_REQUIRED ACTION_
Your answer should be the lines below from the one holding "active in this process" through the one holding "pub(crate) struct RunRegistry", copied exactly and with nothing else.

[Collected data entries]
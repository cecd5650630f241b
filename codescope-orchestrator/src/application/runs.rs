//! Runs active in this process
//!
//! Every run registers itself for its whole lifetime. The registration is a
//! drop guard, so a run whose task is aborted still disappears from the
//! registry; whatever it left `running` in the store is then an orphan.

use std::collections::HashMap;
use std::sync::{Mutex, PoisonError};

use tokio_util::sync::CancellationToken;

use codescope_core::domain::analysis::{AnalysisId, CodebaseId};

use super::errors::OrchestratorError;

struct RunEntry {
    cancel: CancellationToken,
    /// Set once the run has claimed its codebase
    codebase: Option<CodebaseId>,
}

#[derive(Default)]
pub(crate) struct RunRegistry {
    runs: Mutex<HashMap<AnalysisId, RunEntry>>,
}

impl RunRegistry {
    /// Register a run; a second registration for the same analysis is refused.
    pub(crate) fn register(
        &self,
        analysis_id: AnalysisId,
        cancel: CancellationToken,
    ) -> Result<Registration<'_>, OrchestratorError> {
        let mut runs = self.lock();
        if runs.contains_key(&analysis_id) {
            return Err(OrchestratorError::AlreadyRunning(analysis_id));
        }
        runs.insert(
            analysis_id,
            RunEntry {
                cancel,
                codebase: None,
            },
        );
        Ok(Registration {
            registry: self,
            analysis_id,
        })
    }

    pub(crate) fn contains(&self, analysis_id: &AnalysisId) -> bool {
        self.lock().contains_key(analysis_id)
    }

    pub(crate) fn cancel_token(&self, analysis_id: &AnalysisId) -> Option<CancellationToken> {
        self.lock().get(analysis_id).map(|entry| entry.cancel.clone())
    }

    pub(crate) fn mark_holder(&self, analysis_id: &AnalysisId, codebase_id: CodebaseId) {
        if let Some(entry) = self.lock().get_mut(analysis_id) {
            entry.codebase = Some(codebase_id);
        }
    }

    /// Whether a live run in this process holds `codebase_id`
    pub(crate) fn holds(&self, codebase_id: &CodebaseId) -> bool {
        self.lock()
            .values()
            .any(|entry| entry.codebase.as_ref() == Some(codebase_id))
    }

    fn lock(&self) -> std::sync::MutexGuard<'_, HashMap<AnalysisId, RunEntry>> {
        self.runs.lock().unwrap_or_else(PoisonError::into_inner)
    }
}

/// Removes its run from the registry when dropped
pub(crate) struct Registration<'a> {
    registry: &'a RunRegistry,
    analysis_id: AnalysisId,
}

impl Drop for Registration<'_> {
    fn drop(&mut self) {
        self.registry.lock().remove(&self.analysis_id);
    }
}

#[cfg(test)]
mod tests {
    use super::*;

    #[test]
    fn test_registration_is_exclusive_and_dropped() {
        let registry = RunRegistry::default();
        let id = AnalysisId::generate();

        let registration = registry.register(id, CancellationToken::new()).unwrap();
        assert!(registry.contains(&id));
        assert!(matches!(
            registry.register(id, CancellationToken::new()),
            Err(OrchestratorError::AlreadyRunning(dup)) if dup == id
        ));

        drop(registration);
        assert!(!registry.contains(&id));
        assert!(registry.register(id, CancellationToken::new()).is_ok());
    }

    #[test]
    fn test_holder_follows_registration() {
        let registry = RunRegistry::default();
        let id = AnalysisId::generate();
        let codebase = CodebaseId::generate();

        let registration = registry.register(id, CancellationToken::new()).unwrap();
        assert!(!registry.holds(&codebase));
        registry.mark_holder(&id, codebase);
        assert!(registry.holds(&codebase));

        drop(registration);
        assert!(!registry.holds(&codebase));
    }

    #[test]
    fn test_refused_registration_keeps_original_token() {
        let registry = RunRegistry::default();
        let id = AnalysisId::generate();
        let original = CancellationToken::new();

        let _registration = registry.register(id, original.clone()).unwrap();
        let _ = registry.register(id, CancellationToken::new());

        registry.cancel_token(&id).unwrap().cancel();
        assert!(original.is_cancelled());
    }
}
//! Deduction-based health scores
//!
//! Every score starts at 100. Each finding deducts half its severity weight
//! from tech debt; a `security` finding also deducts twice its weight from
//! security, and a `maintainability` or `architecture` finding deducts its
//! weight from maintainability. Results are rounded and clamped to `0..=100`.

use std::collections::BTreeMap;

use codescope_core::domain::analysis::{Finding, FindingCategory, Scorecard, SourceFile};

const SECURITY_MULTIPLIER: f64 = 2.0;
const TECH_DEBT_MULTIPLIER: f64 = 0.5;

/// Score a single repository's findings.
pub fn compute_scores(findings: &[Finding]) -> Scorecard {
    let mut security = 100.0;
    let mut maintainability = 100.0;
    let mut tech_debt = 100.0;

    for finding in findings {
        let weight = f64::from(finding.severity.weight());
        tech_debt -= weight * TECH_DEBT_MULTIPLIER;

        match finding.category {
            FindingCategory::Security => security -= weight * SECURITY_MULTIPLIER,
            FindingCategory::Maintainability | FindingCategory::Architecture => {
                maintainability -= weight
            }
            _ => {}
        }
    }

    Scorecard {
        security: clamp_score(security),
        maintainability: clamp_score(maintainability),
        tech_debt: clamp_score(tech_debt),
    }
}

/// Mean of several scorecards, rounded; `None` for an empty slice.
pub fn average_scores(scores: &[Scorecard]) -> Option<Scorecard> {
    if scores.is_empty() {
        return None;
    }
    let n = scores.len() as f64;
    let mean = |pick: fn(&Scorecard) -> u8| {
        clamp_score(scores.iter().map(|s| f64::from(pick(s))).sum::<f64>() / n)
    };

    Some(Scorecard {
        security: mean(|s| s.security),
        maintainability: mean(|s| s.maintainability),
        tech_debt: mean(|s| s.tech_debt),
    })
}

/// Lines per language across `files`.
pub fn language_line_counts(files: &[SourceFile]) -> BTreeMap<String, u64> {
    let mut counts = BTreeMap::new();
    for file in files {
        *counts.entry(file.language.clone()).or_insert(0) += file.line_count();
    }
    counts
}

/// Each language's share of the total line count, in rounded percent.
pub fn language_percentages(line_counts: &BTreeMap<String, u64>) -> BTreeMap<String, u8> {
    let total: u64 = line_counts.values().sum();
    if total == 0 {
        return BTreeMap::new();
    }

    line_counts
        .iter()
        .map(|(language, lines)| {
            let share = (*lines as f64 / total as f64) * 100.0;
            (language.clone(), clamp_score(share))
        })
        .collect()
}

fn clamp_score(raw: f64) -> u8 {
    raw.round().clamp(0.0, 100.0) as u8
}
//! Test doubles and fixtures for orchestrator tests

#![allow(dead_code)]

use std::collections::HashMap;
use std::path::{Path, PathBuf};
use std::sync::Arc;
use std::sync::atomic::{AtomicUsize, Ordering};

use async_trait::async_trait;
use chrono::Utc;
use tokio::sync::Notify;

use codescope_core::domain::analysis::{
    Analysis, AnalysisStatus, AnalysisType, Codebase, CodebaseStatus, IAnalysisRecordStore,
    ICodebaseRecordStore, IRepositoryRecordStore, Repository, RepositoryProvider, SourceFile,
};
use codescope_core::infrastructure::persistence::{
    InMemoryAnalysisStore, InMemoryCodebaseStore, InMemoryFindingStore, InMemoryRepositoryStore,
};
use codescope_llm::domain::{ModelReviewer, ReviewerError};
use codescope_llm::{AiAnalysisCoordinator, CoordinatorConfig};
use codescope_orchestrator::{
    AcquisitionError, AnalysisOrchestrator, Checkout, OrchestratorConfig, RecordStores,
    RepositoryAcquirer, ScanResult,
};

/// What the mock acquirer does for one repository
#[derive(Clone)]
pub enum MockRepo {
    Files(Vec<SourceFile>),
    AcquireFails(String),
    ScanFails(String),
}

/// Acquirer serving canned files keyed by repository name
#[derive(Default)]
pub struct MockAcquirer {
    repos: HashMap<String, MockRepo>,
    pub acquired: AtomicUsize,
    pub released: AtomicUsize,
}

impl MockAcquirer {
    pub fn new() -> Self {
        Self::default()
    }

    pub fn with_repo(mut self, name: &str, repo: MockRepo) -> Self {
        self.repos.insert(name.to_string(), repo);
        self
    }

    fn root(name: &str) -> PathBuf {
        PathBuf::from(format!("/mock/{name}"))
    }
}

#[async_trait]
impl RepositoryAcquirer for MockAcquirer {
    async fn acquire(&self, repository: &Repository) -> Result<Checkout, AcquisitionError> {
        match self.repos.get(&repository.name) {
            Some(MockRepo::AcquireFails(message)) => Err(AcquisitionError::Git(message.clone())),
            Some(_) => {
                self.acquired.fetch_add(1, Ordering::SeqCst);
                Ok(Checkout::in_place(
                    Self::root(&repository.name),
                    Some(format!("{}-head", repository.name)),
                    Some(Utc::now()),
                ))
            }
            None => Err(AcquisitionError::MissingPath(repository.name.clone())),
        }
    }

    async fn scan(
        &self,
        root: &Path,
        _max_file_size: u64,
        _exclude_patterns: &[String],
    ) -> Result<ScanResult, AcquisitionError> {
        let name = root
            .file_name()
            .and_then(|n| n.to_str())
            .unwrap_or_default();
        match self.repos.get(name) {
            Some(MockRepo::Files(files)) => Ok(ScanResult::from_files(files.clone())),
            Some(MockRepo::ScanFails(message)) => Err(AcquisitionError::Io(
                std::io::Error::other(message.clone()),
            )),
            _ => Err(AcquisitionError::MissingPath(name.to_string())),
        }
    }

    async fn release(&self, _checkout: Checkout) {
        self.released.fetch_add(1, Ordering::SeqCst);
    }
}

/// Reviewer answering batch prompts by the file paths they mention.
///
/// The summary prompt always fails, so summaries come from the template.
#[derive(Default)]
pub struct PathReviewer {
    responses: Vec<(String, String)>,
    failing: Vec<String>,
}

impl PathReviewer {
    pub fn new() -> Self {
        Self::default()
    }

    pub fn respond(mut self, path: &str, response: &str) -> Self {
        self.responses
            .push((format!("### File: {path} "), response.to_string()));
        self
    }

    /// Batches mentioning `path` fail as if the service were down
    pub fn fail(mut self, path: &str) -> Self {
        self.failing.push(format!("### File: {path} "));
        self
    }
}

#[async_trait]
impl ModelReviewer for PathReviewer {
    async fn review(&self, prompt: &str) -> Result<String, ReviewerError> {
        if prompt.contains("Return ONLY a JSON object") {
            return Err(ReviewerError::ServiceUnavailable("summary offline".into()));
        }
        if self.failing.iter().any(|marker| prompt.contains(marker.as_str())) {
            return Err(ReviewerError::ServiceUnavailable("batch offline".into()));
        }
        Ok(self
            .responses
            .iter()
            .find(|(marker, _)| prompt.contains(marker.as_str()))
            .map(|(_, response)| response.clone())
            .unwrap_or_else(|| "[]".to_string()))
    }

    fn model(&self) -> &str {
        "path-reviewer"
    }
}

/// Reviewer that signals on its first call and then never answers
#[derive(Default)]
pub struct GatedReviewer {
    pub entered: Notify,
}

#[async_trait]
impl ModelReviewer for GatedReviewer {
    async fn review(&self, _prompt: &str) -> Result<String, ReviewerError> {
        self.entered.notify_one();
        std::future::pending::<()>().await;
        Ok("[]".to_string())
    }

    fn model(&self) -> &str {
        "gated"
    }
}

/// Reviewer that blocks its first call forever and answers `[]` afterwards
#[derive(Default)]
pub struct FirstCallGate {
    pub entered: Notify,
    calls: AtomicUsize,
}

#[async_trait]
impl ModelReviewer for FirstCallGate {
    async fn review(&self, _prompt: &str) -> Result<String, ReviewerError> {
        if self.calls.fetch_add(1, Ordering::SeqCst) == 0 {
            self.entered.notify_one();
            std::future::pending::<()>().await;
        }
        Ok("[]".to_string())
    }

    fn model(&self) -> &str {
        "first-call-gate"
    }
}

/// In-memory stores plus an orchestrator wired to them
pub struct Harness {
    pub codebases: Arc<InMemoryCodebaseStore>,
    pub repositories: Arc<InMemoryRepositoryStore>,
    pub analyses: Arc<InMemoryAnalysisStore>,
    pub findings: Arc<InMemoryFindingStore>,
    pub acquirer: Arc<MockAcquirer>,
    pub orchestrator: Arc<AnalysisOrchestrator>,
}

impl Harness {
    pub fn new(acquirer: MockAcquirer, reviewer: Arc<dyn ModelReviewer>) -> Self {
        let codebases = Arc::new(InMemoryCodebaseStore::new());
        let repositories = Arc::new(InMemoryRepositoryStore::new());
        let analyses = Arc::new(InMemoryAnalysisStore::new());
        let findings = Arc::new(InMemoryFindingStore::new());
        let acquirer = Arc::new(acquirer);

        let coordinator = Arc::new(AiAnalysisCoordinator::new(
            reviewer,
            CoordinatorConfig::default(),
        ));
        let orchestrator = Arc::new(AnalysisOrchestrator::new(
            RecordStores {
                codebases: codebases.clone(),
                repositories: repositories.clone(),
                analyses: analyses.clone(),
                findings: findings.clone(),
            },
            acquirer.clone(),
            coordinator,
            OrchestratorConfig::default(),
        ));

        Self {
            codebases,
            repositories,
            analyses,
            findings,
            acquirer,
            orchestrator,
        }
    }

    pub async fn codebase(&self, name: &str) -> Codebase {
        let codebase = Codebase::new(name);
        self.codebases.create(&codebase).await.unwrap();
        codebase
    }

    pub async fn repository(&self, codebase: &Codebase, name: &str) -> Repository {
        let repository = Repository::new(
            codebase.id,
            name,
            RepositoryProvider::Github,
            format!("https://github.com/acme/{name}.git"),
            "main",
        );
        self.repositories.create(&repository).await.unwrap();
        repository
    }

    pub async fn analysis(&self, codebase: &Codebase) -> Analysis {
        self.queue(Analysis::new(codebase.id, AnalysisType::Full)).await
    }

    pub async fn queue(&self, analysis: Analysis) -> Analysis {
        self.analyses.create(&analysis).await.unwrap();
        analysis
    }

    /// A run that died mid-flight: analysis `running`, codebase `analyzing`
    pub async fn stranded(&self, codebase: &Codebase) -> Analysis {
        let mut analysis = Analysis::new(codebase.id, AnalysisType::Full);
        analysis.status = AnalysisStatus::Running;
        analysis.started_at = Some(Utc::now());
        self.analyses.create(&analysis).await.unwrap();
        self.codebases
            .update_status(&codebase.id, CodebaseStatus::Analyzing)
            .await
            .unwrap();
        analysis
    }

    pub async fn reload_analysis(&self, analysis: &Analysis) -> Analysis {
        self.analyses.find_by_id(&analysis.id).await.unwrap().unwrap()
    }

    pub async fn reload_codebase(&self, codebase: &Codebase) -> Codebase {
        self.codebases.find_by_id(&codebase.id).await.unwrap().unwrap()
    }

    pub async fn reload_repository(&self, repository: &Repository) -> Repository {
        self.repositories
            .find_by_id(&repository.id)
            .await
            .unwrap()
            .unwrap()
    }
}

pub fn ts_file(path: &str) -> SourceFile {
    SourceFile::new(path, "TypeScript", "export function handler() {\n  return 1;\n}\n")
}
//! Orchestration errors

use codescope_core::domain::analysis::{AnalysisId, CodebaseId, StoreError, TransitionError};

/// Errors that end an analysis run
///
/// The `Display` text is what lands in the analysis `error_message`.
#[derive(Debug, thiserror::Error)]
pub enum OrchestratorError {
    #[error("Analysis {0} not found")]
    AnalysisNotFound(AnalysisId),

    #[error("Codebase {0} not found")]
    CodebaseNotFound(CodebaseId),

    #[error("Codebase {0} is already being analyzed")]
    CodebaseBusy(CodebaseId),

    #[error("Analysis {0} is already running")]
    AlreadyRunning(AnalysisId),

    #[error("No repositories to analyze for codebase {0}")]
    NoTargets(CodebaseId),

    #[error("All {attempted} target repositories failed")]
    AllRepositoriesFailed { attempted: usize },

    #[error("Invalid state transition: {0}")]
    Transition(#[from] TransitionError),

    #[error("Persistence error: {0}")]
    Store(#[from] StoreError),
}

_RESULT OF THIS TASK_
//! Runs active in this process
//!
//! Every run registers itself for its whole lifetime. The registration is a
//! drop guard, so a run whose task is aborted still disappears from the
//! registry; whatever it left `running` in the store is then an orphan.

use std::collections::HashMap;
use std::sync::{Mutex, PoisonError};

use tokio_util::sync::CancellationToken;

use codescope_core::domain::analysis::{AnalysisId, CodebaseId};

use super::errors::OrchestratorError;

struct RunEntry {
    cancel: CancellationToken,
    /// Set once the run has claimed its codebase
    codebase: Option<CodebaseId>,
}

#[derive(Default)]
pub(crate) struct RunRegistry {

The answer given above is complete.